GCN Circular 34030
Subject
ZTF23aaoohpy/AT2023lcr: OHP/T193 and OHP/T120 optical follow-up observations
Event
Date
2023-06-20T00:15:55Z (2 years ago)
From
Damien Turpin at CEA-Saclay <dturpin-astro@hotmail.com>
T. Adami (ENS/Saclay, LAM/Pytheas/AMU), C. Adami (LAM/Pytheas/AMU),
D. Turpin, E. Le Floc'h (CEA Paris-Saclay), J. T. Palmerio, 
S. D. Vergani (GEPI, Obs. de Paris), B. Schneider (MIT),
S. Basa (LAM), D. Götz (CEA Paris-Saclay), report on behalf of a 
larger collaboration:
We observed the field of ZTF23aaoohpy/AT2023lcr (Swain et al., GCN 34022, 
Gompertz et al., GCN34023, Kumar et al., GCN34025)using the T193cm 
and T120cm telescopes at Observatoire de Haute-Provence (France) 
respectively equipped with the MISTRAL spectro-imager and the T120 CCD camera. 
A total of 8 exposures were obtained in the imaging mode of MISTRAL in 
the r-band filter (1x360s +7x600s). Observations were made 
from 2023-06-19 21:13:47.60 UT to 2023-06-19T22:37:40.86 UT 
(mid time ~1.85d after the T_GOTO = 2023-06-18 01:27:41 
(Gompertz et al., GCN34023)). 
A total of 16 exposures were also obtained with the T120 CCD camera 
in the R-band filter (1x300s +8x450s, mid time ~ T_GOTO+1.83d) 
and V-band (7x600s, mid time ~ T_GOTO+1.88d). 

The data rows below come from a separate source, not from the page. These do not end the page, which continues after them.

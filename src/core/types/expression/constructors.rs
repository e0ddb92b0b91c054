//! 表达式构造函数
//!
//! 提供创建各类表达式的工厂方法。会失败的构造（CASE、别名、聚合）返回 `ExpressionResult`。

use super::{
    AbstractCaseExpression, AggregateSymbol, AliasSymbol, Array, CaseExpression, Constant,
    Criteria, ElementSymbol, Expression, ExpressionSymbol, Function, MultipleElementSymbol, Query,
    Reference, ScalarSubquery, SearchedCaseExpression,
};
use crate::core::error::ExpressionResult;
use crate::core::types::DataType;
use crate::core::value::Value;

impl Expression {
    /// 创建常量表达式，类型由值推断
    pub fn constant(value: impl Into<Value>) -> Self {
        Expression::Constant(Constant::new(value))
    }

    /// 创建指定类型的常量表达式
    pub fn typed_constant(value: impl Into<Value>, data_type: DataType) -> ExpressionResult<Self> {
        Ok(Expression::Constant(Constant::with_type(value, data_type)?))
    }

    /// 创建 NULL 常量
    pub fn null() -> Self {
        Expression::Constant(Constant::null())
    }

    /// 创建列引用，限定名会拆出分组
    pub fn element(name: impl Into<String>) -> Self {
        Expression::ElementSymbol(ElementSymbol::new(name))
    }

    /// 创建位置参数
    pub fn parameter(index: usize) -> Self {
        Expression::Reference(Reference::positional(index))
    }

    /// 创建函数调用
    pub fn function(name: impl Into<String>, args: Vec<Expression>) -> Self {
        Expression::Function(Function::new(name, args))
    }

    /// 创建聚合函数
    pub fn aggregate(
        name: &str,
        distinct: bool,
        expression: Option<Expression>,
    ) -> ExpressionResult<Self> {
        Ok(Expression::AggregateSymbol(AggregateSymbol::new(
            name, distinct, expression,
        )?))
    }

    /// 创建 `COUNT(*)`
    pub fn count_star() -> Self {
        Expression::AggregateSymbol(AggregateSymbol::count_star())
    }

    /// 创建数组构造
    pub fn array(expressions: Vec<Expression>) -> Self {
        Expression::Array(Array::new(expressions))
    }

    /// 创建简单 CASE
    pub fn case(
        expression: Expression,
        when: Vec<Expression>,
        then: Vec<Expression>,
        else_expression: Option<Expression>,
    ) -> ExpressionResult<Self> {
        let mut case = CaseExpression::new(expression, when, then)?;
        case.set_else_expression(else_expression);
        Ok(Expression::CaseExpression(case))
    }

    /// 创建搜索型 CASE
    pub fn searched_case(
        when: Vec<Criteria>,
        then: Vec<Expression>,
        else_expression: Option<Expression>,
    ) -> ExpressionResult<Self> {
        let mut case = SearchedCaseExpression::new(when, then)?;
        case.set_else_expression(else_expression);
        Ok(Expression::SearchedCaseExpression(case))
    }

    /// 创建标量子查询
    pub fn scalar_subquery(command: Query) -> Self {
        Expression::ScalarSubquery(ScalarSubquery::new(command))
    }

    /// 给表达式起别名
    pub fn alias(self, name: impl Into<String>) -> ExpressionResult<Self> {
        Ok(Expression::AliasSymbol(AliasSymbol::new(name, self)?))
    }

    /// 给表达式命名
    pub fn named(self, name: impl Into<String>) -> Self {
        Expression::ExpressionSymbol(ExpressionSymbol::new(name, self))
    }

    /// 创建 `*`
    pub fn all() -> Self {
        Expression::MultipleElementSymbol(MultipleElementSymbol::all())
    }
}

#[cfg(test)]
mod tests {
    use super::*;

    #[test]
    fn test_constructors() {
        assert!(matches!(Expression::constant(1), Expression::Constant(_)));
        assert!(matches!(Expression::element("g.e"), Expression::ElementSymbol(_)));
        assert!(Expression::aggregate("nope", false, None).is_err());
        assert!(Expression::case(Expression::element("e"), vec![], vec![], None).is_err());

        let alias = Expression::constant(1).alias("x").expect("常量可以起别名");
        assert!(alias.clone().alias("y").is_err());
        assert!(matches!(Expression::constant(1).named("expr"), Expression::ExpressionSymbol(_)));
    }
}
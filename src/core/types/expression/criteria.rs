//! 谓词
//!
//! 搜索型 CASE、聚合 FILTER 子句和子查询 WHERE 所需的最小谓词结构。
//! 这里只承载结构，求值不在本层。

use serde::{Deserialize, Serialize};
use std::fmt;

use super::def::Expression;

/// 比较运算符
#[derive(Debug, Clone, Copy, PartialEq, Eq, Hash, Serialize, Deserialize)]
pub enum CompareOperator {
    Eq,
    Ne,
    Lt,
    Le,
    Gt,
    Ge,
}

impl CompareOperator {
    pub fn as_str(&self) -> &'static str {
        match self {
            CompareOperator::Eq => "=",
            CompareOperator::Ne => "<>",
            CompareOperator::Lt => "<",
            CompareOperator::Le => "<=",
            CompareOperator::Gt => ">",
            CompareOperator::Ge => ">=",
        }
    }
}

impl fmt::Display for CompareOperator {
    fn fmt(&self, f: &mut fmt::Formatter<'_>) -> fmt::Result {
        f.write_str(self.as_str())
    }
}

/// 复合谓词运算符
#[derive(Debug, Clone, Copy, PartialEq, Eq, Hash, Serialize, Deserialize)]
pub enum CompoundOperator {
    And,
    Or,
}

impl fmt::Display for CompoundOperator {
    fn fmt(&self, f: &mut fmt::Formatter<'_>) -> fmt::Result {
        match self {
            CompoundOperator::And => f.write_str("AND"),
            CompoundOperator::Or => f.write_str("OR"),
        }
    }
}

#[derive(Debug, Clone, PartialEq, Eq, Hash)]
pub struct CompareCriteria {
    pub left: Expression,
    pub operator: CompareOperator,
    pub right: Expression,
}

#[derive(Debug, Clone, PartialEq, Eq, Hash)]
pub struct IsNullCriteria {
    pub expression: Expression,
    pub negated: bool,
}

#[derive(Debug, Clone, PartialEq, Eq, Hash)]
pub struct CompoundCriteria {
    pub operator: CompoundOperator,
    pub criteria: Vec<Criteria>,
}

#[derive(Debug, Clone, PartialEq, Eq, Hash)]
pub struct NotCriteria {
    pub criteria: Box<Criteria>,
}

/// 布尔表达式直接作为谓词
#[derive(Debug, Clone, PartialEq, Eq, Hash)]
pub struct ExpressionCriteria {
    pub expression: Expression,
}

#[derive(Debug, Clone, PartialEq, Eq, Hash)]
pub enum Criteria {
    Compare(CompareCriteria),
    IsNull(IsNullCriteria),
    Compound(CompoundCriteria),
    Not(NotCriteria),
    Expression(ExpressionCriteria),
}

impl Criteria {
    pub fn compare(left: Expression, operator: CompareOperator, right: Expression) -> Self {
        Criteria::Compare(CompareCriteria {
            left,
            operator,
            right,
        })
    }

    pub fn is_null(expression: Expression) -> Self {
        Criteria::IsNull(IsNullCriteria {
            expression,
            negated: false,
        })
    }

    pub fn is_not_null(expression: Expression) -> Self {
        Criteria::IsNull(IsNullCriteria {
            expression,
            negated: true,
        })
    }

    pub fn and(criteria: Vec<Criteria>) -> Self {
        Criteria::Compound(CompoundCriteria {
            operator: CompoundOperator::And,
            criteria,
        })
    }

    pub fn or(criteria: Vec<Criteria>) -> Self {
        Criteria::Compound(CompoundCriteria {
            operator: CompoundOperator::Or,
            criteria,
        })
    }

    pub fn negate(criteria: Criteria) -> Self {
        Criteria::Not(NotCriteria {
            criteria: Box::new(criteria),
        })
    }

    pub fn expression(expression: Expression) -> Self {
        Criteria::Expression(ExpressionCriteria { expression })
    }
}
#[cfg(test)]
mod tests {
    use super::*;
    use crate::core::types::expression::CompareOperator;

    #[derive(Default)]
    struct TraceVisitor {
        trace: Vec<String>,
        limit: Option<usize>,
    }

    impl LanguageVisitor for TraceVisitor {
        fn visit_constant(&mut self, obj: &Constant) {
            self.trace.push(obj.value().to_string());
        }

        fn visit_element_symbol(&mut self, obj: &ElementSymbol) {
            self.trace.push(obj.name());
        }

        fn visit_function(&mut self, obj: &Function) {
            self.trace.push(obj.name().to_string());
        }

        fn visit_compare_criteria(&mut self, obj: &CompareCriteria) {
            self.trace.push(obj.operator.to_string());
        }

        fn visit_query(&mut self, _obj: &Query) {
            self.trace.push("SELECT".to_string());
        }

        fn should_continue(&self) -> bool {
            self.limit.map_or(true, |limit| self.trace.len() < limit)
        }
    }

    fn sample() -> Expression {
        Expression::function(
            "+",
            vec![Expression::element("g.e1"), Expression::constant(2)],
        )
    }

    #[test]
    fn test_accept_visitor_dispatches_single_method() {
        let mut visitor = TraceVisitor::default();
        sample().accept_visitor(&mut visitor);
        assert_eq!(visitor.trace, vec!["+"]);
    }

    #[test]
    fn test_pre_and_post_order() {
        let expression = sample();
        let mut pre = TraceVisitor::default();
        PreOrderNavigator::do_visit(&expression, &mut pre);
        assert_eq!(pre.trace, vec!["+", "g.e1", "2"]);

        let mut post = TraceVisitor::default();
        PostOrderNavigator::do_visit(&expression, &mut post);
        assert_eq!(post.trace, vec!["g.e1", "2", "+"]);
    }

    #[test]
    fn test_stop_visiting() {
        let mut visitor = TraceVisitor {
            limit: Some(1),
            ..Default::default()
        };
        PreOrderNavigator::do_visit(&sample(), &mut visitor);
        assert_eq!(visitor.trace, vec!["+"]);
    }

    #[test]
    fn test_subquery_only_entered_when_deep() {
        let query = Query::new(vec![Expression::element("e2")]).with_criteria(Criteria::compare(
            Expression::element("e3"),
            CompareOperator::Eq,
            Expression::constant(1),
        ));
        let expression = Expression::scalar_subquery(query);

        let mut shallow = TraceVisitor::default();
        PreOrderNavigator::do_visit(&expression, &mut shallow);
        assert!(shallow.trace.is_empty());

        let mut deep = TraceVisitor::default();
        PreOrderNavigator::do_visit_deep(&expression, &mut deep);
        assert_eq!(deep.trace, vec!["SELECT", "e2", "=", "e3", "1"]);
    }
}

In the coadded images, we measured the following magnitudes:
----------------------------------------------------------------------
JD (mid) | Telescope |  Filter | Exposure (s) | Magnitude (AB) |
----------------------------------------------------------------------
2460115.3875 | OHP-T120 | R | 3900 | 20.70 +/- 0.12 | 
2460115.413706 | OHP-T193/MISTRAL | r' | 4560 | 20.84 +/- 0.04 | 
2460115.440972 | OHP-T120 | V | 4200 | 20.85 +/- 0.07 | 
----------------------------------------------------------------------
The photometric calibration was performed using nearby stars 
from the PS1 catalog and the magnitudes are not corrected for 
Galactic extinction.
Our measurements confirm that the source is fading at a mag rate ~ 0.9 mag/day
compared to the last r magnitude reported by ZTF (Swain et al., GCN 34022).
The red color of this transient g-r ~ 0.3 and its confirmed fast-fading evolution
are consistent with a Gamma-ray Burst afterglow emission.
We strongly encourage spectroscopic follow-up of this source in order to identify 
its astrophysical origin.
Additional I-band follow-up observation will be performed at OHP this night. 
We acknowledge the excellent support from Observatoire de Haute-Provence, 
in particular Yoann Degot Longhi for the MISTRAL observations, Gavin Coleman
the observer using the T193/SOPHIE instrument who allowed us to perform 
these ToO observations as well as Pascal Gallais, Antoine Claret and 
Matthias Tornay for the T120 observations.